Top LLM Gateways and Proxies

Ranked List10 tools ranked

What is an LLM gateway?

An LLM gateway (sometimes called LLM proxy or LLM router) is middleware that sits between applications and the underlying LLM providers (OpenAI, Anthropic, Google, etc.), providing a unified interface, intelligent routing, observability, and governance across multiple model providers. The category effectively didn't exist in production before 2023 — applications called LLM provider APIs directly — but emerged rapidly as production deployments hit a consistent set of problems: provider lock-in (different APIs for different vendors), no redundancy when services have outages, opaque cost tracking across multiple providers, no centralized governance for PII filtering or prompt safety, and the operational complexity of managing API keys across teams.
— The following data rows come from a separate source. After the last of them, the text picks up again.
//! LZ4 codec backend framing raw lz4_flex blocks.
//!
//! lz4_flex only exposes its frame format through `Read`/`Write`
//! adapters, which cannot be driven by a fixed-window pump, so this
//! backend frames raw blocks itself: each block is
//! `[compressed_len: u32 le][raw_len: u32 le][compressed bytes]`, and a
//! block with both lengths zero terminates the stream. Raw blocks are at
//! most [`BLOCK_SIZE`] bytes, which bounds the codec's internal
//! buffering independently of the input size.

use lz4_flex::block;

use crate::config::CompressionLevel;

use super::{Codec, CodecError, CodecFactory, Mode, Step, StreamStatus};

/// Maximum uncompressed payload of one block.
const BLOCK_SIZE: usize = 64 * 1024;

/// Size of the per-block length header.
const HEADER_SIZE: usize = 8;

/// Factory for the `lz4` algorithm.
#[derive(Debug, Default)]
pub struct Lz4Factory;

impl CodecFactory for Lz4Factory {
    fn name(&self) -> &'static str {
        "lz4"
    }

    fn create(
        &self,
        mode: Mode,
        _level: CompressionLevel,
    ) -> Result<Box<dyn Codec>, CodecError> {
        // LZ4 block compression has no tunable effort.
        match mode {
            Mode::Encode => Ok(Box::new(Lz4Encoder::default())),
            Mode::Decode => Ok(Box::new(Lz4Decoder::default())),
        }
    }
}

/// Produced bytes waiting to be copied out through destination windows.
#[derive(Default)]
struct OutQueue {
    buf: Vec<u8>,
    pos: usize,
}

impl OutQueue {
    fn push(&mut self, bytes: &[u8]) {
        if self.pos == self.buf.len() {
            self.buf.clear();
            self.pos = 0;
        }
        self.buf.extend_from_slice(bytes);
    }

    fn push_header(&mut self, compressed_len: u32, raw_len: u32) {
        let mut header = [0u8; HEADER_SIZE];
        header[..4].copy_from_slice(&compressed_len.to_le_bytes());
        header[4..].copy_from_slice(&raw_len.to_le_bytes());
        self.push(&header);
    }

    fn drain(&mut self, dst: &mut [u8]) -> usize {
        let available = self.buf.len() - self.pos;
        let take = available.min(dst.len());
        dst[..take].copy_from_slice(&self.buf[self.pos..self.pos + take]);
        self.pos += take;
        take
    }

    fn is_empty(&self) -> bool {
        self.pos == self.buf.len()
    }
}

#[derive(Default)]
struct Lz4Encoder {
    staged: Vec<u8>,
    queue: OutQueue,
    wrote_trailer: bool,
}

impl Codec for Lz4Encoder {
    fn process(
        &mut self,
        src: &[u8],
        dst: &mut [u8],
        finalize: bool,
    ) -> Result<Step, CodecError> {
        let consumed = src.len().min(BLOCK_SIZE - self.staged.len());
        self.staged.extend_from_slice(&src[..consumed]);

        let input_exhausted = finalize && consumed == src.len();

        if self.staged.len() == BLOCK_SIZE || (input_exhausted && !self.staged.is_empty()) {
            let compressed = block::compress(&self.staged);
            self.queue
                .push_header(compressed.len() as u32, self.staged.len() as u32);
            self.queue.push(&compressed);
            self.staged.clear();
        }

        if input_exhausted && self.staged.is_empty() && !self.wrote_trailer {
            self.queue.push_header(0, 0);
            self.wrote_trailer = true;
        }

        let produced = self.queue.drain(dst);
        Ok(Step {
            consumed,
            produced,
            status: if self.wrote_trailer && self.queue.is_empty() {
                StreamStatus::Finished
            } else {
                StreamStatus::Active
            },
        })
    }
}

#[derive(Default)]
struct Lz4Decoder {
    pending: Vec<u8>,
    queue: OutQueue,
    finished: bool,
}

impl Codec for Lz4Decoder {
    fn process(
        &mut self,
        src: &[u8],
        dst: &mut [u8],
        finalize: bool,
    ) -> Result<Step, CodecError> {
        let mut consumed = 0;

        // Input is accepted only while no decoded block is waiting to be
        // drained, so buffering never grows past one block plus one
        // source window regardless of the stream length.
        if !self.finished && self.queue.is_empty() && !self.decode_next()? {
            self.pending.extend_from_slice(src);
            consumed = src.len();

            // Nothing more will arrive and the buffered bytes do not
            // form a complete block.
            if !self.decode_next()? && finalize {
                return Err(CodecError::new("truncated lz4 stream"));
            }
        }

        let produced = self.queue.drain(dst);
        Ok(Step {
            consumed,
            produced,
            status: if self.finished && self.queue.is_empty() {
                StreamStatus::Finished
            } else {
                StreamStatus::Active
            },
        })
    }
}

impl Lz4Decoder {
    /// Decodes the next block if a complete one is buffered.
    ///
    /// Returns `false` when more input is needed first.
    fn decode_next(&mut self) -> Result<bool, CodecError> {
        if self.finished || self.pending.len() < HEADER_SIZE {
            return Ok(false);
        }

        let compressed_len = read_u32(&self.pending[..4]) as usize;
        let raw_len = read_u32(&self.pending[4..8]) as usize;

        if compressed_len == 0 && raw_len == 0 {
            self.finished = true;
            self.pending.clear();
            return Ok(true);
        }

        if raw_len > BLOCK_SIZE || compressed_len > block::get_maximum_output_size(BLOCK_SIZE) {
            return Err(CodecError::new("corrupt lz4 stream: block header out of range"));
        }

        if self.pending.len() < HEADER_SIZE + compressed_len {
            return Ok(false);
        }

        let raw = block::decompress(
            &self.pending[HEADER_SIZE..HEADER_SIZE + compressed_len],
            raw_len,
        )
        .map_err(|err| CodecError::new(format!("corrupt lz4 stream: {err}")))?;
        if raw.len() != raw_len {
            return Err(CodecError::new("corrupt lz4 stream: block length mismatch"));
        }

        self.queue.push(&raw);
        self.pending.drain(..HEADER_SIZE + compressed_len);
        Ok(true)
    }
}

fn read_u32(bytes: &[u8]) -> u32 {
    let mut le = [0u8; 4];
    le.copy_from_slice(&bytes[..4]);
    u32::from_le_bytes(le)
}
The 2026 landscape splits into three architectural patterns: *managed aggregators* (OpenRouter, Together AI, Fireworks AI) that act as marketplaces offering one API key for many models with provider markup; *self-hostable gateways* (LiteLLM, Helicone, Portkey open-source) that bring-your-own-API-keys and run as proxies on your infrastructure; and *enterprise gateways* (Portkey managed, Kong AI Gateway) that add governance, compliance, and production controls on top of routing.

Why LLM gateways matter in enterprise AI.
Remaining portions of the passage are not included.